Report back each line of the data that contains the word "time".

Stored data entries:
Content starts

//! Bodies of execution states.
//!
//! A [`Script`] receives a [`ScriptContext`] with the state's input values,
//! writes output values into it and returns the id of the outcome it
//! selected. Long running scripts should watch
//! [`ScriptContext::is_preempted`] or await [`ScriptContext::preempted`] and
//! return early when asked to stop.
//!
//! # Example
//!
//! ```rust
//! use statecraft::execution::{script_fn, ScriptContext, ScriptError};
//! use statecraft::core::SUCCESS;
//! use serde_json::json;
//!
//! let double = script_fn(|ctx: ScriptContext| async move {
//!     let n: i64 = ctx.input_as("n")?;
//!     ctx.set_output("doubled", json!(n * 2));
//!     Ok::<_, ScriptError>(SUCCESS)
//! });
//! # let _ = double;
//! ```

use crate::core::{OutcomeId, StateId, SUCCESS};
use async_trait::async_trait;
use parking_lot::Mutex;
use serde::de::DeserializeOwned;
use serde_json::Value;
use std::collections::BTreeMap;
use std::future::Future;
use std::sync::Arc;
use std::time::Duration;
use thiserror::Error;
use tokio_util::sync::CancellationToken;

/// Failure reported by a script body. Any error resolves the state to
/// `aborted`.
#[derive(Debug, Error)]
pub enum ScriptError {
    #[error("missing input '{0}'")]
    MissingInput(String),

    #[error("input '{name}' has an unexpected shape: {source}")]
    InvalidInput {
        name: String,
        #[source]
        source: serde_json::Error,
    },

    #[error("{0}")]
    Failed(String),
}

impl ScriptError {
    pub fn failed(message: impl Into<String>) -> Self {
        Self::Failed(message.into())
    }
}

/// What a script sees of the state it runs for.
#[derive(Clone, Debug)]
pub struct ScriptContext {
    state_id: StateId,
    state_name: String,
    input: Arc<BTreeMap<String, Value>>,
    output: Arc<Mutex<BTreeMap<String, Value>>>,
    token: CancellationToken,
}

impl ScriptContext {
    pub fn new(
        state_id: StateId,
        state_name: String,
        input: BTreeMap<String, Value>,
        output: BTreeMap<String, Value>,
        token: CancellationToken,
    ) -> Self {
        Self {
            state_id,
            state_name,
            input: Arc::new(input),
            output: Arc::new(Mutex::new(output)),
            token,
        }
    }

    pub fn state_id(&self) -> &str {
        &self.state_id
    }

    pub fn state_name(&self) -> &str {
        &self.state_name
    }

    pub fn input(&self, name: &str) -> Option<&Value> {
        self.input.get(name)
    }

    pub fn inputs(&self) -> &BTreeMap<String, Value> {
        &self.input
    }

    /// Deserialize input `name` into `T`.
    pub fn input_as<T: DeserializeOwned>(&self, name: &str) -> Result<T, ScriptError> {
        let value = self
            .input
            .get(name)
            .ok_or_else(|| ScriptError::MissingInput(name.to_string()))?;
        serde_json::from_value(value.clone()).map_err(|source| ScriptError::InvalidInput {
            name: name.to_string(),
            source,
        })
    }

    pub fn set_output(&self, name: impl Into<String>, value: impl Into<Value>) {
        self.output.lock().insert(name.into(), value.into());
    }

    pub fn output(&self, name: &str) -> Option<Value> {
        self.output.lock().get(name).cloned()
    }

    pub(crate) fn take_outputs(&self) -> BTreeMap<String, Value> {
        std::mem::take(&mut *self.output.lock())
    }

    pub fn is_preempted(&self) -> bool {
        self.token.is_cancelled()
    }

    /// Resolves once the state has been asked to stop.
    pub async fn preempted(&self) {
        self.token.cancelled().await
    }

    /// Sleep for `duration` unless preempted first.
    ///
    /// Returns `false` if the sleep was cut short by preemption.
    pub async fn sleep(&self, duration: Duration) -> bool {
        tokio::select! {
            _ = tokio::time::sleep(duration) => true,
            _ = self.token.cancelled() => false,
        }
    }
}

/// Body of an execution state.
#[async_trait]
pub trait Script: Send + Sync {
    async fn execute(&self, ctx: ScriptContext) -> Result<OutcomeId, ScriptError>;
}

/// Script that does nothing and selects `success`.
#[derive(Debug, Clone, Copy, Default)]
pub struct EmptyScript;

#[async_trait]
impl Script for EmptyScript {
    async fn execute(&self, _ctx: ScriptContext) -> Result<OutcomeId, ScriptError> {
        Ok(SUCCESS)
    }
}

/// Script backed by an async closure. Built with [`script_fn`].
pub struct FnScript<F> {
    f: F,
}

#[async_trait]
impl<F, Fut> Script for FnScript<F>
where
    F: Fn(ScriptContext) -> Fut + Send + Sync + 'static,
    Fut: Future<Output = Result<OutcomeId, ScriptError>> + Send + 'static,
{
    async fn execute(&self, ctx: ScriptContext) -> Result<OutcomeId, ScriptError> {
        (self.f)(ctx).await
    }
}

/// Wrap an async closure as a shareable script.
pub fn script_fn<F, Fut>(f: F) -> Arc<dyn Script>
where
    F: Fn(ScriptContext) -> Fut + Send + Sync + 'static,
    Fut: Future<Output = Result<OutcomeId, ScriptError>> + Send + 'static,
{
    Arc::new(FnScript { f })
}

Content ends

Response box –
use std::time::Duration;
            _ = tokio::time::sleep(duration) => true,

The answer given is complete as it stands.